= Beginning of Section =

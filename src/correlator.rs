//! Request/response correlation.
//!
//! At most one request/response exchange is in flight on the link. An
//! exchange runs:
//!
//! ```text
//! IDLE ──lock──► drain stale ──► ARMED ──tx──► wait ─┬─► RESOLVED
//!                                  ▲                  │
//!                                  └──── retry ◄──────┴─► TIMED_OUT
//! ```
//!
//! The receive task delivers response packets through
//! [`Correlator::deliver_response`]. A response is queued only while an
//! exchange is armed and only if its message type and handle both match;
//! the descriptor is cleared before queuing so a second copy is dropped.
//!
//! Retries resend the same frame with the same handle, so a late answer to
//! an earlier attempt satisfies a later one.

use std::sync::atomic::{AtomicU16, Ordering};
use std::sync::{Mutex, MutexGuard, PoisonError};
use std::time::Duration;

use tokio::sync::mpsc;

use crate::buffer_pool::{PacketBuf, PacketPool};
use crate::error::Result;
use crate::protocol::{HdlcFrame, MessageType, PacketHeader};
use crate::writer::{OutboundFrame, WriterHandle};

/// Default depth of the response queue.
pub const DEFAULT_RESPONSE_QUEUE_DEPTH: usize = 10;

/// The response an armed exchange is waiting for.
#[derive(Debug, Clone, Copy, PartialEq, Eq)]
pub struct ExpectedResponse {
    /// Expected response message type.
    pub message_type: MessageType,
    /// Handle the response must echo.
    pub handle: u16,
}

impl ExpectedResponse {
    fn matches(&self, header: &PacketHeader) -> bool {
        self.message_type.as_u16() == header.message_type && self.handle == header.handle
    }
}

/// Single-flight request/response correlator.
pub struct Correlator {
    writer: WriterHandle,
    pool: PacketPool,
    /// Exchange lock; owning the receiver is owning the exchange.
    exchange: tokio::sync::Mutex<mpsc::Receiver<PacketBuf>>,
    /// Response queue, fed by the receive task.
    responses: mpsc::Sender<PacketBuf>,
    /// Armed descriptor, `None` when not waiting.
    expected: Mutex<Option<ExpectedResponse>>,
    /// Next handle to issue.
    handle: AtomicU16,
}

impl Correlator {
    /// Create a correlator transmitting through `writer`.
    ///
    /// `queue_depth` bounds how many responses may wait in the queue; it is
    /// clamped to at least 1.
    pub fn new(writer: WriterHandle, pool: PacketPool, queue_depth: usize) -> Self {
        let (responses, rx) = mpsc::channel(queue_depth.max(1));
        Self {
            writer,
            pool,
            exchange: tokio::sync::Mutex::new(rx),
            responses,
            expected: Mutex::new(None),
            handle: AtomicU16::new(0),
        }
    }

    /// Issue the next handle.
    ///
    /// Returns the current counter value and increments it, wrapping at
    /// 16 bits. Never waits on an exchange in progress.
    #[inline]
    pub fn next_handle(&self) -> u16 {
        self.handle.fetch_add(1, Ordering::Relaxed)
    }

    /// Transmit a frame without expecting a response.
    pub async fn transmit(&self, frame: &HdlcFrame<'_>) -> Result<()> {
        self.writer.send_frame(frame).await
    }

    /// Send a request and wait for its response.
    ///
    /// Transmits `frame` up to `retries + 1` times, waiting `timeout` after
    /// each attempt. Returns the response body, or `None` if every attempt
    /// timed out. Errors only if the frame cannot be handed to the writer.
    pub async fn send_request(
        &self,
        frame: &HdlcFrame<'_>,
        retries: u8,
        timeout: Duration,
        expected: MessageType,
        handle: u16,
    ) -> Result<Option<PacketBuf>> {
        let mut responses = self.exchange.lock().await;

        while let Ok(stale) = responses.try_recv() {
            tracing::debug!("B2B discarding stale response of {} bytes", stale.len());
        }

        let _armed = Armed::arm(
            &self.expected,
            ExpectedResponse {
                message_type: expected,
                handle,
            },
        );

        let encoded = OutboundFrame::encode(frame);

        for attempt in 0..=retries {
            if attempt > 0 {
                tracing::debug!(
                    "B2B retry {} of {} for {:?} handle {}",
                    attempt,
                    retries,
                    expected,
                    handle
                );
            }

            self.writer.send(encoded.clone()).await?;

            match tokio::time::timeout(timeout, responses.recv()).await {
                Ok(Some(resp)) => return Ok(Some(resp)),
                // Sender lives in self, so the queue cannot close
                Ok(None) => return Ok(None),
                Err(_) => {}
            }
        }

        tracing::debug!("B2B no {:?} for handle {}", expected, handle);
        Ok(None)
    }

    /// Offer a received response packet to the armed exchange.
    ///
    /// Returns `true` if it matched and was queued.
    pub fn deliver_response(&self, header: &PacketHeader, body: &[u8]) -> bool {
        let mut expected = lock(&self.expected);

        match *expected {
            Some(ref want) if want.matches(header) => {}
            _ => {
                tracing::warn!(
                    "B2B dropping unexpected response type {} handle {}",
                    header.message_type,
                    header.handle
                );
                return false;
            }
        }

        let buf = match self.pool.alloc_response(body) {
            Ok(buf) => buf,
            Err(e) => {
                tracing::error!(
                    "B2B could not buffer response type {} of length {}: {}",
                    header.message_type,
                    body.len(),
                    e
                );
                return false;
            }
        };

        // Close the window before queuing; the next frame may be a duplicate
        *expected = None;
        drop(expected);

        tracing::debug!("B2B got resp {}", header.message_type);

        match self.responses.try_send(buf) {
            Ok(()) => true,
            Err(_) => {
                tracing::warn!("B2B response queue full, dropping response");
                false
            }
        }
    }

    /// Check if an exchange is waiting for a response.
    pub fn is_waiting(&self) -> bool {
        lock(&self.expected).is_some()
    }

    /// The response currently waited for, if any.
    pub fn expected(&self) -> Option<ExpectedResponse> {
        *lock(&self.expected)
    }

    /// Packet buffer pool shared with the message builders.
    pub fn pool(&self) -> &PacketPool {
        &self.pool
    }
}

fn lock<T>(mutex: &Mutex<T>) -> MutexGuard<'_, T> {
    mutex.lock().unwrap_or_else(PoisonError::into_inner)
}

/// Armed descriptor, cleared on drop so every exit path disarms.
struct Armed<'a> {
    slot: &'a Mutex<Option<ExpectedResponse>>,
}

impl<'a> Armed<'a> {
    fn arm(slot: &'a Mutex<Option<ExpectedResponse>>, expected: ExpectedResponse) -> Self {
        *lock(slot) = Some(expected);
        Self { slot }
    }
}

impl Drop for Armed<'_> {
    fn drop(&mut self) {
        *lock(self.slot) = None;
    }
}

#[cfg(test)]
mod tests {
    use super::*;
    use crate::protocol::{HdlcDecoder, RxFrame, HEADER_SIZE};
    use crate::writer::spawn_writer_task_default;
    use std::sync::Arc;
    use std::time::Instant;
    use tokio::io::{duplex, AsyncReadExt, DuplexStream};

    fn correlator() -> (Arc<Correlator>, DuplexStream) {
        let (link, peer) = duplex(4096);
        let (writer, _task) = spawn_writer_task_default(link);
        let correlator = Arc::new(Correlator::new(
            writer,
            PacketPool::default(),
            DEFAULT_RESPONSE_QUEUE_DEPTH,
        ));
        (correlator, peer)
    }

    fn header(kind: MessageType, handle: u16, body_len: usize) -> PacketHeader {
        PacketHeader::new(kind, (HEADER_SIZE + body_len) as u16, handle)
    }

    async fn read_frames(peer: &mut DuplexStream, decoder: &mut HdlcDecoder) -> Vec<RxFrame> {
        let mut buf = [0u8; 256];
        let n = peer.read(&mut buf).await.unwrap();
        decoder.push(&buf[..n])
    }

    async fn wait_armed(correlator: &Correlator) {
        while !correlator.is_waiting() {
            tokio::task::yield_now().await;
        }
    }

    #[tokio::test]
    async fn test_handles_post_increment_and_wrap() {
        let (correlator, _peer) = correlator();

        assert_eq!(correlator.next_handle(), 0);
        assert_eq!(correlator.next_handle(), 1);

        correlator.handle.store(u16::MAX, Ordering::Relaxed);
        assert_eq!(correlator.next_handle(), u16::MAX);
        assert_eq!(correlator.next_handle(), 0);
    }

    #[tokio::test]
    async fn test_response_not_waiting_is_dropped() {
        let (correlator, _peer) = correlator();

        let delivered = correlator.deliver_response(&header(MessageType::EchoResp, 0, 0), &[]);
        assert!(!delivered);
        assert_eq!(correlator.pool().outstanding(), 0);
    }

    #[tokio::test]
    async fn test_matching_response_resolves_exchange() {
        let (correlator, mut peer) = correlator();
        let packet = header(MessageType::GetReq, 7, 2).encode();

        let c = correlator.clone();
        let exchange = tokio::spawn(async move {
            c.send_request(
                &HdlcFrame::ui(1, &packet),
                0,
                Duration::from_secs(5),
                MessageType::GetResp,
                7,
            )
            .await
        });

        let mut decoder = HdlcDecoder::new();
        let frames = read_frames(&mut peer, &mut decoder).await;
        assert_eq!(frames.len(), 1);
        wait_armed(&correlator).await;

        assert!(correlator.deliver_response(&header(MessageType::GetResp, 7, 3), &[0, 0, 1]));
        assert!(!correlator.is_waiting());

        let resp = exchange.await.unwrap().unwrap().unwrap();
        assert_eq!(&resp[..], &[0, 0, 1]);
    }

    #[tokio::test]
    async fn test_mismatched_handle_and_type_rejected() {
        let (correlator, mut peer) = correlator();
        let packet = header(MessageType::EchoReq, 3, 0).encode();

        let c = correlator.clone();
        let exchange = tokio::spawn(async move {
            c.send_request(
                &HdlcFrame::ui(1, &packet),
                0,
                Duration::from_millis(200),
                MessageType::EchoResp,
                3,
            )
            .await
        });

        let mut decoder = HdlcDecoder::new();
        read_frames(&mut peer, &mut decoder).await;
        wait_armed(&correlator).await;

        assert!(!correlator.deliver_response(&header(MessageType::EchoResp, 4, 0), &[]));
        assert!(!correlator.deliver_response(&header(MessageType::GetResp, 3, 0), &[]));
        assert!(correlator.is_waiting());

        assert!(exchange.await.unwrap().unwrap().is_none());
        assert!(!correlator.is_waiting());
    }

    #[tokio::test]
    async fn test_response_buffered_when_requests_hold_pool() {
        let (link, mut peer) = duplex(4096);
        let (writer, _task) = spawn_writer_task_default(link);
        let pool = PacketPool::new(4, 64);
        let correlator = Arc::new(Correlator::new(
            writer,
            pool.clone(),
            DEFAULT_RESPONSE_QUEUE_DEPTH,
        ));

        // Requests queued behind the exchange hold every shared slot
        let held: Vec<_> = (0..4).map(|_| pool.alloc(HEADER_SIZE).unwrap()).collect();
        assert_eq!(pool.available(), 0);

        let packet = header(MessageType::EchoReq, 2, 0).encode();
        let c = correlator.clone();
        let exchange = tokio::spawn(async move {
            c.send_request(
                &HdlcFrame::ui(1, &packet),
                0,
                Duration::from_secs(5),
                MessageType::EchoResp,
                2,
            )
            .await
        });

        let mut decoder = HdlcDecoder::new();
        read_frames(&mut peer, &mut decoder).await;
        wait_armed(&correlator).await;

        assert!(correlator.deliver_response(&header(MessageType::EchoResp, 2, 0), &[]));
        assert!(exchange.await.unwrap().unwrap().is_some());

        drop(held);
        assert_eq!(pool.outstanding(), 0);
    }

    #[tokio::test]
    async fn test_duplicate_response_dropped() {
        let (correlator, mut peer) = correlator();
        let packet = header(MessageType::EchoReq, 9, 0).encode();

        let c = correlator.clone();
        let exchange = tokio::spawn(async move {
            c.send_request(
                &HdlcFrame::ui(1, &packet),
                0,
                Duration::from_secs(5),
                MessageType::EchoResp,
                9,
            )
            .await
        });

        let mut decoder = HdlcDecoder::new();
        read_frames(&mut peer, &mut decoder).await;
        wait_armed(&correlator).await;

        let resp = header(MessageType::EchoResp, 9, 0);
        assert!(correlator.deliver_response(&resp, &[]));
        assert!(!correlator.deliver_response(&resp, &[]));

        assert!(exchange.await.unwrap().unwrap().is_some());
    }

    #[tokio::test]
    async fn test_retries_transmit_same_frame() {
        let (correlator, mut peer) = correlator();
        let packet = header(MessageType::EchoReq, 1, 0).encode();
        let timeout = Duration::from_millis(50);

        let start = Instant::now();
        let result = correlator
            .send_request(&HdlcFrame::ui(1, &packet), 2, timeout, MessageType::EchoResp, 1)
            .await
            .unwrap();
        let elapsed = start.elapsed();

        assert!(result.is_none());
        assert!(elapsed >= timeout * 3);
        assert!(elapsed < timeout * 5, "took {:?}", elapsed);
        assert!(!correlator.is_waiting());

        drop(correlator);
        let mut wire = Vec::new();
        peer.read_to_end(&mut wire).await.unwrap();
        let frames = HdlcDecoder::new().push(&wire);

        assert_eq!(frames.len(), 3);
        assert!(frames.iter().all(|f| f.data == frames[0].data));
    }

    #[tokio::test]
    async fn test_stale_response_drained() {
        let (correlator, mut peer) = correlator();

        // Leave a response in the queue without anyone collecting it
        *lock(&correlator.expected) = Some(ExpectedResponse {
            message_type: MessageType::EchoResp,
            handle: 5,
        });
        assert!(correlator.deliver_response(&header(MessageType::EchoResp, 5, 0), &[]));
        assert_eq!(correlator.pool().outstanding(), 1);

        let packet = header(MessageType::EchoReq, 5, 0).encode();
        let result = correlator
            .send_request(
                &HdlcFrame::ui(1, &packet),
                0,
                Duration::from_millis(20),
                MessageType::EchoResp,
                5,
            )
            .await
            .unwrap();

        assert!(result.is_none());
        assert_eq!(correlator.pool().outstanding(), 0);

        let mut decoder = HdlcDecoder::new();
        assert_eq!(read_frames(&mut peer, &mut decoder).await.len(), 1);
    }

    #[tokio::test]
    async fn test_cancelled_exchange_disarms() {
        let (correlator, _peer) = correlator();
        let packet = header(MessageType::EchoReq, 2, 0).encode();

        let c = correlator.clone();
        let exchange = tokio::spawn(async move {
            c.send_request(
                &HdlcFrame::ui(1, &packet),
                0,
                Duration::from_secs(60),
                MessageType::EchoResp,
                2,
            )
            .await
        });

        wait_armed(&correlator).await;
        exchange.abort();
        let _ = exchange.await;

        assert!(!correlator.is_waiting());
    }
}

= End of Section =

* WORK INSTRUCTION
Copy the lines from the start of the data verbatim, stopping after the line containing "a later one.".

* OUTPUT BELOW
filename src/correlator.rs
//! Request/response correlation.
//!
//! At most one request/response exchange is in flight on the link. An
//! exchange runs:
//!
//! ```text
//! IDLE ──lock──► drain stale ──► ARMED ──tx──► wait ─┬─► RESOLVED
//!                                  ▲                  │
//!                                  └──── retry ◄──────┴─► TIMED_OUT
//! ```
//!
//! The receive task delivers response packets through
//! [`Correlator::deliver_response`]. A response is queued only while an
//! exchange is armed and only if its message type and handle both match;
//! the descriptor is cleared before queuing so a second copy is dropped.
//!
//! Retries resend the same frame with the same handle, so a late answer to
//! an earlier attempt satisfies a later one.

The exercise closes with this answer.